[WORK TO BE COMPLETED]:
Count, in the entries, the lines with "Item". Answer with the number only.

[Saved entries]

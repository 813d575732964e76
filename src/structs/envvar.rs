use std::collections::BTreeSet;
use std::iter::FromIterator;
use std::ops::{Deref, DerefMut};
use std::slice;

use regex::Regex;

use super::traits::Verify;
use super::Result;
use crate::invalid;

/// Where the value of an environment variable comes from
#[derive(Clone, Copy, Debug, PartialEq, Eq)]
pub enum EnvSource {
    /// Value is written in the blueprint
    Literal,
    /// Value is supplied by the operator through the platform's secret store
    Secret,
}

/// A single environment variable binding
///
/// ```yaml
/// envVars:
///   # operator supplied secret, never written to the file
///   - key: BOT_TOKEN
///     sync: false
///   # literal
///   - key: PORT
///     value: 10000
/// ```
#[derive(Serialize, Deserialize, Clone, Debug, PartialEq)]
#[serde(deny_unknown_fields)]
pub struct EnvVar {
    /// Variable name
    #[serde(default)]
    pub key: String,
    /// Literal value
    #[serde(default, deserialize_with = "crate::deserializers::optional",
            skip_serializing_if = "Option::is_none")]
    pub value: Option<String>,
    /// Set to false to have the operator supply the value
    #[serde(default, skip_serializing_if = "Option::is_none")]
    pub sync: Option<bool>,
}

impl EnvVar {
    pub fn literal(key: &str, value: &str) -> Self {
        EnvVar { key: key.into(), value: Some(value.into()), sync: None }
    }

    pub fn secret(key: &str) -> Self {
        EnvVar { key: key.into(), value: None, sync: Some(false) }
    }

    /// Source of this variable
    ///
    /// Only meaningful on verified variables.
    pub fn source(&self) -> EnvSource {
        if self.sync == Some(false) {
            EnvSource::Secret
        } else {
            EnvSource::Literal
        }
    }

    pub fn is_secret(&self) -> bool {
        self.source() == EnvSource::Secret
    }
}

impl Verify for EnvVar {
    fn verify(&self, at: &str) -> Result<()> {
        if self.key.is_empty() {
            bail!(invalid(format!("{}.key", at), "env var key cannot be empty"));
        }
        let re = Regex::new(r"^[A-Za-z_][A-Za-z0-9_]*$").unwrap();
        if !re.is_match(&self.key) {
            bail!(invalid(format!("{}.key", at),
                format!("{} is not a valid environment variable name", self.key)));
        }
        if self.key != self.key.to_uppercase() {
            warn!("env var {} is not upper case", self.key);
        }
        match (self.sync, &self.value) {
            (Some(false), Some(_)) => {
                bail!(invalid(format!("{}.value", at),
                    format!("{} is operator supplied (sync: false) and cannot carry a value", self.key)));
            }
            (Some(false), None) => {}
            (_, Some(_)) => {}
            (_, None) => {
                bail!(invalid(format!("{}.value", at),
                    format!("{} needs either a value or sync: false", self.key)));
            }
        }
        Ok(())
    }
}

/// Ordered environment variable bindings of a service
///
/// Keys are unique within the sequence.
#[derive(Serialize, Deserialize, Clone, Debug, Default, PartialEq)]
pub struct EnvVars(Vec<EnvVar>);

impl EnvVars {
    pub fn new(vars: Vec<EnvVar>) -> Self {
        EnvVars(vars)
    }

    // Convenience for serde skip_serializing_if
    pub fn is_empty(&self) -> bool {
        self.0.is_empty()
    }

    /// Look up a binding by key
    pub fn by_key(&self, key: &str) -> Option<&EnvVar> {
        self.0.iter().find(|e| e.key == key)
    }

    /// Keys of the operator supplied bindings, in declaration order
    pub fn secret_keys(&self) -> Vec<&str> {
        self.0.iter().filter(|e| e.is_secret()).map(|e| e.key.as_str()).collect()
    }
}

impl Verify for EnvVars {
    fn verify(&self, at: &str) -> Result<()> {
        let mut seen = BTreeSet::new();
        for (i, e) in self.0.iter().enumerate() {
            let pos = format!("{}[{}]", at, i);
            e.verify(&pos)?;
            if !seen.insert(e.key.as_str()) {
                bail!(invalid(format!("{}.key", pos), format!("duplicate env var {}", e.key)));
            }
        }
        Ok(())
    }
}

impl<'a> IntoIterator for &'a EnvVars {
    type Item = &'a EnvVar;
    type IntoIter = slice::Iter<'a, EnvVar>;

    fn into_iter(self) -> Self::IntoIter {
        self.0.iter()
    }
}

impl IntoIterator for EnvVars {
    type Item = EnvVar;
    type IntoIter = ::std::vec::IntoIter<EnvVar>;

    fn into_iter(self) -> Self::IntoIter {
        self.0.into_iter()
    }
}

impl FromIterator<EnvVar> for EnvVars {
    fn from_iter<I: IntoIterator<Item = EnvVar>>(iter: I) -> Self {
        EnvVars(Vec::from_iter(iter))
    }
}

impl Deref for EnvVars {
    type Target = Vec<EnvVar>;
    fn deref(&self) -> &Self::Target {
        &self.0
    }
}

impl DerefMut for EnvVars {
    fn deref_mut(&mut self) -> &mut Vec<EnvVar> {
        &mut self.0
    }
}
use super::Result;

pub trait Verify {
    /// Verifying that this struct is sane
    ///
    /// `at` is the field path of the struct within the blueprint,
    /// e.g. `services[0].disk`, and prefixes every reported field.
    fn verify(&self, at: &str) -> Result<()>;
}
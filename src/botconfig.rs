use std::collections::BTreeMap;
use std::env;
use std::fmt;

use url::Url;

use super::{ErrorKind, Result};

/// Port the bot listens on when the platform does not set `PORT`
pub const DEFAULT_PORT: u16 = 10000;

/// Route Telegram posts updates to
pub const WEBHOOK_ROUTE: &str = "/webhook";

/// Runtime configuration of the deployed bot
///
/// Derived from the environment the platform injects:
/// - `BOT_TOKEN`, falling back to `TELEGRAM_BOT_TOKEN`
/// - `WEBHOOK_URL` (optional, public base url of the service)
/// - `PORT` (defaults to 10000)
/// - `DEBUG` (`true` in any case enables it)
#[derive(Clone, Debug, PartialEq)]
pub struct BotConfig {
    /// Telegram bot token, `<id>:<secret>`
    pub token: String,
    /// Public base url of the service
    pub webhook_url: Option<Url>,
    /// Port to listen on
    pub port: u16,
    /// Debug mode
    pub debug: bool,
}

impl BotConfig {
    /// Read the configuration from the process environment
    pub fn from_env() -> Result<BotConfig> {
        let vars: BTreeMap<String, String> = env::vars().collect();
        BotConfig::from_vars(&vars)
    }

    /// Build the configuration from an environment map
    pub fn from_vars(vars: &BTreeMap<String, String>) -> Result<BotConfig> {
        let token = ["BOT_TOKEN", "TELEGRAM_BOT_TOKEN"].iter()
            .filter_map(|k| vars.get(*k))
            .map(|v| v.trim())
            .find(|v| !v.is_empty())
            .ok_or(ErrorKind::MissingBotToken)?
            .to_string();
        verify_token(&token)?;

        let webhook_url = match vars.get("WEBHOOK_URL").map(|s| s.trim()) {
            Some(s) if !s.is_empty() => {
                let url = Url::parse(s)?;
                if url.scheme() != "https" {
                    warn!("Webhook URL should use https - got {}", url);
                }
                Some(url)
            }
            _ => None,
        };

        let port = match vars.get("PORT") {
            Some(p) => p.trim().parse::<u16>()?,
            None => DEFAULT_PORT,
        };
        let debug = vars.get("DEBUG").map_or(false, |d| d.trim().eq_ignore_ascii_case("true"));

        let conf = BotConfig { token, webhook_url, port, debug };
        info!("Configuration validated: {}", conf);
        Ok(conf)
    }

    /// Full url Telegram should deliver updates to
    pub fn webhook_endpoint(&self) -> Option<String> {
        self.webhook_url.as_ref().map(|u| {
            format!("{}{}", u.as_str().trim_end_matches('/'), WEBHOOK_ROUTE)
        })
    }
}

/// Tokens look like `123456:ABC-DEF`
fn verify_token(token: &str) -> Result<()> {
    let parts: Vec<_> = token.split(':').collect();
    if parts.len() != 2 || parts.iter().any(|p| p.is_empty()) {
        bail!(ErrorKind::InvalidBotToken);
    }
    Ok(())
}

// NB: never print the token
impl fmt::Display for BotConfig {
    fn fmt(&self, f: &mut fmt::Formatter) -> fmt::Result {
        let url = self.webhook_url.as_ref().map(|u| u.as_str()).unwrap_or("");
        write!(f, "Config(webhook_url={}, port={}, debug={})", url, self.port, self.debug)
    }
}
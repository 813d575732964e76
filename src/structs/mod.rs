/// Allow normal error handling from structs
pub use super::Result;

/// Traits that the structs can implement
pub mod traits;
pub use self::traits::Verify;

/// Service kinds and billing plans
mod plan;
pub use self::plan::{Plan, ServiceType};

/// Environment variable bindings
mod envvar;
pub use self::envvar::{EnvSource, EnvVar, EnvVars};

/// Persistent disks
mod disk;
pub use self::disk::Disk;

[TASK ANSWER]:
3